TASK >>
I need all of the entries printed exactly.

RECORDED DATA Block Start

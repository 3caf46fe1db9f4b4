//! Configuration types and defaults for episodic.
//!
//! This module defines enums and default value functions used by the
//! Config struct.

use crate::prompts::BASE_SYSTEM_PROMPTS;
use serde::{Deserialize, Serialize};

/// How system prompt templates are expanded into the prompt pool.
#[derive(Debug, Clone, Copy, PartialEq, Eq, Serialize, Deserialize, Default)]
#[serde(rename_all = "snake_case")]
pub enum ExpansionMode {
    /// Every combination of every alternation group (default).
    #[default]
    CrossProduct,
    /// A fixed number of random resolutions per template.
    Sampled,
}

impl ExpansionMode {
    /// Parse an expansion mode from a string.
    #[allow(clippy::should_implement_trait)]
    pub fn from_str(s: &str) -> Option<Self> {
        match s {
            "cross_product" => Some(Self::CrossProduct),
            "sampled" => Some(Self::Sampled),
            _ => None,
        }
    }
}

/// The stock roleplay system prompt templates.
pub fn default_system_prompts() -> Vec<String> {
    BASE_SYSTEM_PROMPTS.iter().map(|s| s.to_string()).collect()
}

// Default value functions for serde
pub(crate) fn default_sample_count() -> usize {
    16
}
pub(crate) fn default_log_level() -> String {
    "info".to_string()
}
pub(crate) fn default_true() -> bool {
    true
}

RECORDED DATA Block End

RESPONSE TO THIS TASK >>
repository 3caf46fe1db9f4b4
//! Configuration types and defaults for episodic.
//!
//! This module defines enums and default value functions used by the
//! Config struct.

use crate::prompts::BASE_SYSTEM_PROMPTS;
use serde::{Deserialize, Serialize};

/// How system prompt templates are expanded into the prompt pool.
#[derive(Debug, Clone, Copy, PartialEq, Eq, Serialize, Deserialize, Default)]
#[serde(rename_all = "snake_case")]
pub enum ExpansionMode {
    /// Every combination of every alternation group (default).
    #[default]
    CrossProduct,
    /// A fixed number of random resolutions per template.
    Sampled,
}

impl ExpansionMode {
    /// Parse an expansion mode from a string.
    #[allow(clippy::should_implement_trait)]
    pub fn from_str(s: &str) -> Option<Self> {
        match s {
            "cross_product" => Some(Self::CrossProduct),
            "sampled" => Some(Self::Sampled),
            _ => None,
        }
    }
}

/// The stock roleplay system prompt templates.
pub fn default_system_prompts() -> Vec<String> {
    BASE_SYSTEM_PROMPTS.iter().map(|s| s.to_string()).collect()
}

// Default value functions for serde
pub(crate) fn default_sample_count() -> usize {
    16
}
pub(crate) fn default_log_level() -> String {
    "info".to_string()
}
pub(crate) fn default_true() -> bool {
    true
}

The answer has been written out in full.